En pleno siglo XXI, resulta desconcertante que la tercera mejor ciudad del mundo según Time Magazine, Medellín, enfrente una crisis energética que afecta a cerca de 300 mil familias.
Mientras tanto, Empresas Públicas de Medellín (EPM), una compañía que se presenta como pública, reportó en 2023 ingresos astronómicos de 37.5 billones de pesos. Esta disparidad que deja sin acceso digno a la energía a cerca de un millón de habitantes es, a todas luces, injusta. Definitivamente los usuarios de energía y agua prepago también son desconectados.
Esto ocurre a pesar de que la Constitución Política de 1991 y diversas sentencias de la Corte Constitucional, como la C-150 de 2003, establecen la necesidad de garantizar principios de solidaridad y mínimos vitales para todos los ciudadanos.
¿Por qué, entonces, estos principios no se cumplen? La respuesta radica en una especie de esquizofrenia constitucional. La Constitución de 1991 es un documento paradójico: mientras aboga por un Estado Social de Derecho, también adopta políticas neoliberales del Consenso de Washington que favorecen la apertura económica y la privatización, incluso en el ámbito de los servicios públicos.
Los artículos del 365 al 370 de la Constitución reflejan una tensión constante entre el capital privado y el Estado Social de Derecho. Aunque el Estado está encargado de garantizar el acceso a los servicios públicos y la solidaridad en las tarifas (artículo 368), no está obligado a prestarlos directamente, permitiendo que actores privados gestionen estos servicios (artículo 367). Además, la regulación del mercado se limita a fomentar la libre competencia (artículo 365), transformando la relación ciudadano-Estado en una dinámica empresa-cliente que ignora las desigualdades inherentes entre los ciudadanos y las grandes corporaciones.
Las leyes 142 y 143 de 1994, que incrementaron la participación privada en los servicios públicos, intensificaron esta problemática. Sin una adecuada intervención estatal, estas leyes han provocado consecuencias negativas para los usuarios, debilitando las protecciones al consumidor y concentrando el poder en comisiones reguladoras frecuentemente cooptadas por intereses privados. El sector energético, dominado por un oligopolio con significativa participación de empresas extranjeras, es un claro ejemplo de estas dinámicas.
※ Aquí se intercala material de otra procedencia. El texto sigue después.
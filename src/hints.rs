use std::collections::{BTreeMap, BTreeSet};

use serde::{Deserialize, Serialize};

use crate::json_path::head_key;

#[derive(Debug, Clone, Copy, PartialEq, Eq, PartialOrd, Ord, Hash, Serialize, Deserialize)]
#[serde(rename_all = "snake_case")]
pub enum HintField {
    ExternalId,
    DetailUrl,
    Address,
    City,
    District,
    Neighborhood,
    AddressCode,
    LeaseType,
    Price,
    Rent,
    Deposit,
    Area,
    AreaExclusive,
    AreaGross,
    RoomCount,
    BathroomCount,
    Floor,
    TotalFloor,
    Direction,
    BuildingUse,
    BuildingName,
    Images,
    Description,
    Title,
}

impl HintField {
    pub const ALL: [HintField; 24] = [
        HintField::ExternalId,
        HintField::DetailUrl,
        HintField::Address,
        HintField::City,
        HintField::District,
        HintField::Neighborhood,
        HintField::AddressCode,
        HintField::LeaseType,
        HintField::Price,
        HintField::Rent,
        HintField::Deposit,
        HintField::Area,
        HintField::AreaExclusive,
        HintField::AreaGross,
        HintField::RoomCount,
        HintField::BathroomCount,
        HintField::Floor,
        HintField::TotalFloor,
        HintField::Direction,
        HintField::BuildingUse,
        HintField::BuildingName,
        HintField::Images,
        HintField::Description,
        HintField::Title,
    ];

    /// Fields whose presence marks a candidate as a listing rather than structural noise.
    pub const SIGNAL: [HintField; 13] = [
        HintField::ExternalId,
        HintField::Address,
        HintField::City,
        HintField::District,
        HintField::Neighborhood,
        HintField::Price,
        HintField::Rent,
        HintField::Deposit,
        HintField::Area,
        HintField::AreaExclusive,
        HintField::AreaGross,
        HintField::RoomCount,
        HintField::Floor,
    ];
}

#[derive(Debug, Clone, Default, PartialEq, Eq, Serialize, Deserialize)]
#[serde(transparent)]
pub struct FieldHintSchema {
    aliases: BTreeMap<HintField, Vec<String>>,
}

impl FieldHintSchema {
    pub fn new() -> Self {
        Self::default()
    }

    pub fn generic() -> Self {
        use HintField::*;

        let table: &[(HintField, &[&str])] = &[
            (
                ExternalId,
                &[
                    "id", "item_id", "itemId", "listing_id", "listingId", "article_id",
                    "articleNo", "room_id", "roomId", "seq", "idx",
                ],
            ),
            (
                DetailUrl,
                &["detail_url", "detailUrl", "share_url", "shareUrl", "url", "link"],
            ),
            (
                Address,
                &[
                    "address_text", "address", "addr", "full_address", "fullAddress",
                    "roadAddress", "jibunAddress", "address.streetAddress", "address.full",
                    "location.address",
                ],
            ),
            (
                City,
                &["city", "sido", "address.city", "address.addressRegion", "region_1depth_name"],
            ),
            (
                District,
                &[
                    "district", "gu", "sigungu", "address.district", "address.addressLocality",
                    "region_2depth_name",
                ],
            ),
            (
                Neighborhood,
                &["neighborhood", "dong", "address.neighborhood", "region_3depth_name"],
            ),
            (
                AddressCode,
                &["address_code", "bjd_code", "bjdCode", "legal_dong_code", "region_code"],
            ),
            (
                LeaseType,
                &["lease_type", "sales_type", "salesType", "deal_type", "dealType", "trade_type"],
            ),
            (Price, &["price_text", "priceText", "price", "price_title", "priceTitle"]),
            (Rent, &["rent", "rent_amount", "monthly_rent", "monthlyRent", "rent_price"]),
            (Deposit, &["deposit", "deposit_amount", "warrant_price", "guarantee"]),
            (Area, &["area", "area_m2", "size", "space"]),
            (
                AreaExclusive,
                &["area_exclusive", "exclusive_area", "exclusiveArea", "private_area", "net_area"],
            ),
            (
                AreaGross,
                &["area_gross", "supply_area", "supplyArea", "gross_area", "contract_area"],
            ),
            (RoomCount, &["room_count", "roomCount", "rooms", "room_cnt", "bedrooms"]),
            (
                BathroomCount,
                &["bathroom_count", "bathroomCount", "bathrooms", "bath_cnt"],
            ),
            (Floor, &["floor", "floor_text", "floorInfo", "floor_info", "current_floor"]),
            (
                TotalFloor,
                &["total_floor", "totalFloor", "building_floor", "max_floor"],
            ),
            (Direction, &["direction", "direction_text", "directionName", "facing"]),
            (
                BuildingUse,
                &[
                    "building_use", "building_type", "buildingType", "room_type", "roomType",
                    "house_type",
                ],
            ),
            (
                BuildingName,
                &["building_name", "buildingName", "complex_name", "complexName", "apt_name"],
            ),
            (
                Images,
                &["images", "image_urls", "imageUrls", "photos", "image", "thumbnail", "img_url"],
            ),
            (Description, &["description", "desc", "content", "memo", "comment"]),
            (Title, &["title", "subject", "headline"]),
        ];

        let mut schema = Self::new();
        for (field, aliases) in table {
            schema.append(*field, aliases.iter().copied());
        }
        schema
    }

    pub fn aliases(&self, field: HintField) -> &[String] {
        self.aliases.get(&field).map(Vec::as_slice).unwrap_or(&[])
    }

    /// Put aliases ahead of the existing ones. Already-known aliases move to the front.
    pub fn prepend<'a>(&mut self, field: HintField, aliases: impl IntoIterator<Item = &'a str>) {
        let entry = self.aliases.entry(field).or_default();
        let mut front: Vec<String> = Vec::new();
        for alias in aliases {
            if !front.iter().any(|a| a == alias) {
                front.push(alias.to_owned());
            }
        }
        entry.retain(|existing| !front.contains(existing));
        front.append(entry);
        *entry = front;
    }

    pub fn append<'a>(&mut self, field: HintField, aliases: impl IntoIterator<Item = &'a str>) {
        let entry = self.aliases.entry(field).or_default();
        for alias in aliases {
            if !entry.iter().any(|a| a == alias) {
                entry.push(alias.to_owned());
            }
        }
    }

    /// Platform-specific aliases first, then this schema's aliases.
    pub fn layered_under(&self, platform: &FieldHintSchema) -> FieldHintSchema {
        let mut out = self.clone();
        for (field, aliases) in &platform.aliases {
            out.prepend(*field, aliases.iter().map(String::as_str));
        }
        out
    }

    pub fn extend(&mut self, other: &FieldHintSchema) {
        for (field, aliases) in &other.aliases {
            self.append(*field, aliases.iter().map(String::as_str));
        }
    }

    /// Keys an object must own to look like a listing: the head segment of every alias.
    pub fn listing_keys(&self) -> BTreeSet<&str> {
        self.aliases
            .values()
            .flatten()
            .map(|alias| head_key(alias))
            .collect()
    }

    /// Head keys of the fields that make an object a listing on their own.
    pub fn signal_keys(&self) -> BTreeSet<&str> {
        HintField::SIGNAL
            .iter()
            .flat_map(|field| self.aliases(*field))
            .map(|alias| head_key(alias))
            .collect()
    }
}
Frente a este panorama, es imperativo discutir una reforma normativa que permita al Estado desarrollar su función social sin necesidad de estatizar los servicios públicos, como algunos temen erróneamente. Esta reforma debe mejorar la regulación y supervisión, garantizar los mínimos vitales y fomentar la participación ciudadana en la generación de energía. Además, debe permitir la participación privada, pero siempre protegiendo al ciudadano y adaptándose a las nuevas tecnologías y desafíos climáticos.
El trabajo del Ministerio de Energía, encabezado por Andrés Camacho, en la elaboración de un proyecto de ley participativo es valioso, pero es esencial que este proyecto responda de manera inmediata a las necesidades de los desconectados y los usuarios de agua y energía prepago. Antes de presentar el proyecto de reforma a las leyes 142 y 143 de 1994, se deberían habilitar espacios de diálogo en Medellín para escuchar a quienes más sufren estas carencias: los usuarios de energía y agua prepago y la ciudadanía que aún permanece en el abandono.
Es momento de que Medellín, una ciudad admirada internacionalmente por su transformación, también sea reconocida por garantizar que todos sus habitantes tengan acceso a servicios públicos dignos. Esto no solo fortalecerá su posición como una de las mejores ciudades del mundo, sino que también será un paso crucial hacia la justicia social y la equidad.